Excerpts from a dataset

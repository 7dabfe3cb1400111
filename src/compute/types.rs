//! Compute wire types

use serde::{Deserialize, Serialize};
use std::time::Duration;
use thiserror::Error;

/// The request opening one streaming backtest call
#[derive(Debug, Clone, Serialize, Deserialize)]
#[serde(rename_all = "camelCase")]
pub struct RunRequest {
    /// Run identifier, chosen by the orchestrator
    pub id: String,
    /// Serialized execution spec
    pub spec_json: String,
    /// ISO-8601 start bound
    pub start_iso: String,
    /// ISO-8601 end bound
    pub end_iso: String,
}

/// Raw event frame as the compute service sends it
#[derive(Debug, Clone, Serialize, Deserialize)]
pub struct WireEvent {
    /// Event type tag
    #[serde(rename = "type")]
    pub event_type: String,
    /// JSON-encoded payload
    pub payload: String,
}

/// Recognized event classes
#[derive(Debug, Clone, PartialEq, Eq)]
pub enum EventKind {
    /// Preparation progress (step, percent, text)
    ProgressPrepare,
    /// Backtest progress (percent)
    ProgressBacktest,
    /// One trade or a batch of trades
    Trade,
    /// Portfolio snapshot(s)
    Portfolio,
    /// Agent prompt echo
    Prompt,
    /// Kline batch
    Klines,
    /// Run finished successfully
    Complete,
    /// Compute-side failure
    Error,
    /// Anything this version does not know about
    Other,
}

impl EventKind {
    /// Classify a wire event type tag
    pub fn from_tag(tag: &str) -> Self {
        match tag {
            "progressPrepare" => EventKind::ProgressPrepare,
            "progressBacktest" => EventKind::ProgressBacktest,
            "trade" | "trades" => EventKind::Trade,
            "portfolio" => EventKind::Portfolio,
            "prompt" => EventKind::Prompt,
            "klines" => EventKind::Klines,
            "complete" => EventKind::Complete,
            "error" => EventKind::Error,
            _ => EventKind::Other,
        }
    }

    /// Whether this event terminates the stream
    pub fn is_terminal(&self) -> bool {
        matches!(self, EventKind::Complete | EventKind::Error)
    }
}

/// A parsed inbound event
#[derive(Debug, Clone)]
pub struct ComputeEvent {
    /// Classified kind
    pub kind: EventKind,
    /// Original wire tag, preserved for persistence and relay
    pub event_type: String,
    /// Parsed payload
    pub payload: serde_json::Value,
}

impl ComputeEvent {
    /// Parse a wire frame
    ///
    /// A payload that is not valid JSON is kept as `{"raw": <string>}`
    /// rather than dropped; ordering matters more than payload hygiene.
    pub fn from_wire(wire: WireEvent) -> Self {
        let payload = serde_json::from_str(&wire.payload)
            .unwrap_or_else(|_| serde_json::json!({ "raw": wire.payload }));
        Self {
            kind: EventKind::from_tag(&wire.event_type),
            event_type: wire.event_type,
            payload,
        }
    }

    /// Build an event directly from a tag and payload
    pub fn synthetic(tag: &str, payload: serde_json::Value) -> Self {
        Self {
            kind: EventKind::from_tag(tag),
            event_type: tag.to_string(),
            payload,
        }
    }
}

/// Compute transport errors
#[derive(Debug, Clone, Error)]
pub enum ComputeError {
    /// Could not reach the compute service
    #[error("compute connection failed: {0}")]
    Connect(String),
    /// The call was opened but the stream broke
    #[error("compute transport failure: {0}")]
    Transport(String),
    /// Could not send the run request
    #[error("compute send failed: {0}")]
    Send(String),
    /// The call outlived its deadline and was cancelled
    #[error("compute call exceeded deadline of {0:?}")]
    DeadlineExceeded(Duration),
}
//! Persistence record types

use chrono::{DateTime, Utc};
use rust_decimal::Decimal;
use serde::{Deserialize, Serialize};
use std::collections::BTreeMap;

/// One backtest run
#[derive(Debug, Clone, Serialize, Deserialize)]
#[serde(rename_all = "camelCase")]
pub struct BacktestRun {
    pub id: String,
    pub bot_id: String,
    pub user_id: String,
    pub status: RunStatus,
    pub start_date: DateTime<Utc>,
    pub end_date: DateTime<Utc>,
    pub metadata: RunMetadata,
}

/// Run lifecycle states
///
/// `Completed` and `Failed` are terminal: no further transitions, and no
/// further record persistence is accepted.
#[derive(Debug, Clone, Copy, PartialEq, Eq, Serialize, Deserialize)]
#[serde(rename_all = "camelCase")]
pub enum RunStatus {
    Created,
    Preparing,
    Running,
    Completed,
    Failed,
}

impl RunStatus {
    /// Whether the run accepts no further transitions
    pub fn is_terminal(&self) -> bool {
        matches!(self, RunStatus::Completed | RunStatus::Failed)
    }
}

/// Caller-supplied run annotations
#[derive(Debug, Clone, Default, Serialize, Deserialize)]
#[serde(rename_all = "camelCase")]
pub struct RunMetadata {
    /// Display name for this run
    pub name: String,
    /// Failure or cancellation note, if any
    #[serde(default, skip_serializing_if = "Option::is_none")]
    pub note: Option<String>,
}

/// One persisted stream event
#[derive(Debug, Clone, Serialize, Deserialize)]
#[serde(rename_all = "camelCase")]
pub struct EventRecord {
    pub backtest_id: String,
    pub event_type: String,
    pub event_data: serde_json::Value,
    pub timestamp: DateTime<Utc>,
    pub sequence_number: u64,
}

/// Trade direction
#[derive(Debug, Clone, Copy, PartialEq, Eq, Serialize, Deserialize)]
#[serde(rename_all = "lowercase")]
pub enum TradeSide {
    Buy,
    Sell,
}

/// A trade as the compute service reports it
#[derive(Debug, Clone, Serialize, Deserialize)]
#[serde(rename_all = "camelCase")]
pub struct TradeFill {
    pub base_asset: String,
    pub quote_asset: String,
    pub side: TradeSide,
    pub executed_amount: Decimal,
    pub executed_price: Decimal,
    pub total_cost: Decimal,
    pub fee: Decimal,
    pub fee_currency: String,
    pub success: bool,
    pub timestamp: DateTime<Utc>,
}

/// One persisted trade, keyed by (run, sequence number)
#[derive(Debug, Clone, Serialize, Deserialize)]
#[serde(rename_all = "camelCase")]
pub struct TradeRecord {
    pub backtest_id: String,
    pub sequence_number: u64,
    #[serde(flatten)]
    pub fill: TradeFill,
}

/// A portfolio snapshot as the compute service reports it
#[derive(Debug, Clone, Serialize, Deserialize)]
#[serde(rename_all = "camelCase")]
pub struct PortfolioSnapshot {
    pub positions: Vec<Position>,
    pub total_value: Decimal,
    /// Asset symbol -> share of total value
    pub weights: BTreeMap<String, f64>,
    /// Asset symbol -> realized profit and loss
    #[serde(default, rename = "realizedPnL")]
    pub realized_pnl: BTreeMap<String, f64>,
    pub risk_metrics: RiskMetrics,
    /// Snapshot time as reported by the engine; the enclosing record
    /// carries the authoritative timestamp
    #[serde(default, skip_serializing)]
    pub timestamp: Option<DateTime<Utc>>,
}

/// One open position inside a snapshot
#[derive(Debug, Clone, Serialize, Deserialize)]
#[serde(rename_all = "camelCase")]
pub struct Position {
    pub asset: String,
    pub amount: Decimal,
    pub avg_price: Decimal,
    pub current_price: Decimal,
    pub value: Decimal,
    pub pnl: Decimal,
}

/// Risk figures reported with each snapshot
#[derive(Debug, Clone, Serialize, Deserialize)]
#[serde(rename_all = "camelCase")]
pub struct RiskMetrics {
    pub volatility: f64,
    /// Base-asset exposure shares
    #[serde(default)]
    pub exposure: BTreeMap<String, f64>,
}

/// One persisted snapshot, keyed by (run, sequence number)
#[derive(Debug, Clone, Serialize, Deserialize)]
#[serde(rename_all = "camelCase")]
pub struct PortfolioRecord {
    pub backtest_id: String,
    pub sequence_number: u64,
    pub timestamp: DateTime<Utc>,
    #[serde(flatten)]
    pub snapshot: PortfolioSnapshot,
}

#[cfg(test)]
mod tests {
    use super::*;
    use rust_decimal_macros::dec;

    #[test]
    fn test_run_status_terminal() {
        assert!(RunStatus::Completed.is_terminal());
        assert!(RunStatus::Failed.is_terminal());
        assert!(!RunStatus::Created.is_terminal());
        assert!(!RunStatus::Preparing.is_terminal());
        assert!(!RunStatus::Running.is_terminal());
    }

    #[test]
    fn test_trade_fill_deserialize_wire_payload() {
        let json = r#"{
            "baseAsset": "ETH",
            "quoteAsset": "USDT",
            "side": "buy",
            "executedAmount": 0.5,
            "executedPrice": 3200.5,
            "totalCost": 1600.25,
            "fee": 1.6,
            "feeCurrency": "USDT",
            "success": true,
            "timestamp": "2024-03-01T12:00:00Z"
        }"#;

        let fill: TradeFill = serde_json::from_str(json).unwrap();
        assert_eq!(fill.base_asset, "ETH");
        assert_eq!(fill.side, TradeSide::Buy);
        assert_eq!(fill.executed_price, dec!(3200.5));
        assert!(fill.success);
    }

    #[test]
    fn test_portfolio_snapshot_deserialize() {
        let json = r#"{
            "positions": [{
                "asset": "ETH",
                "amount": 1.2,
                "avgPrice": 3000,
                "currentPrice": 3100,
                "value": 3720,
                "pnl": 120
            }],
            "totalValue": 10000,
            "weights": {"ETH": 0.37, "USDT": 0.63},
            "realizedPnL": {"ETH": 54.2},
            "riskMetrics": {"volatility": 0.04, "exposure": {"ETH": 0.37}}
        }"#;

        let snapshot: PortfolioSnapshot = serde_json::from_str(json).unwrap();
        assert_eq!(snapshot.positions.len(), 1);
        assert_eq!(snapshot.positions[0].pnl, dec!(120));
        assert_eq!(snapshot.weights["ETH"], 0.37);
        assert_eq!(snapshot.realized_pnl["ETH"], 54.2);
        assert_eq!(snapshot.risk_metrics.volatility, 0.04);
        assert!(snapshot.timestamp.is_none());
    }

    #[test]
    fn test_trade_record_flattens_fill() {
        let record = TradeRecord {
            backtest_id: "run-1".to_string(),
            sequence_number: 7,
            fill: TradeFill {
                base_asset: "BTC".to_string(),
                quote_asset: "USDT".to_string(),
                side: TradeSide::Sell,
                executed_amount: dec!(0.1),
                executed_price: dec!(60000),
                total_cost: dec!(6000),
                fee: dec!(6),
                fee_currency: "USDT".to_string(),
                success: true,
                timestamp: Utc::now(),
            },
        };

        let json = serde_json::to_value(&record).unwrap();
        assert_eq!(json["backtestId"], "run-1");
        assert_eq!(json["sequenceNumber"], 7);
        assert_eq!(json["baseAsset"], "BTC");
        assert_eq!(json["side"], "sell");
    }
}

Task — All lines holding the word "transitions" must be copied from the data.

Task result —
/// `Completed` and `Failed` are terminal: no further transitions, and no
    /// Whether the run accepts no further transitions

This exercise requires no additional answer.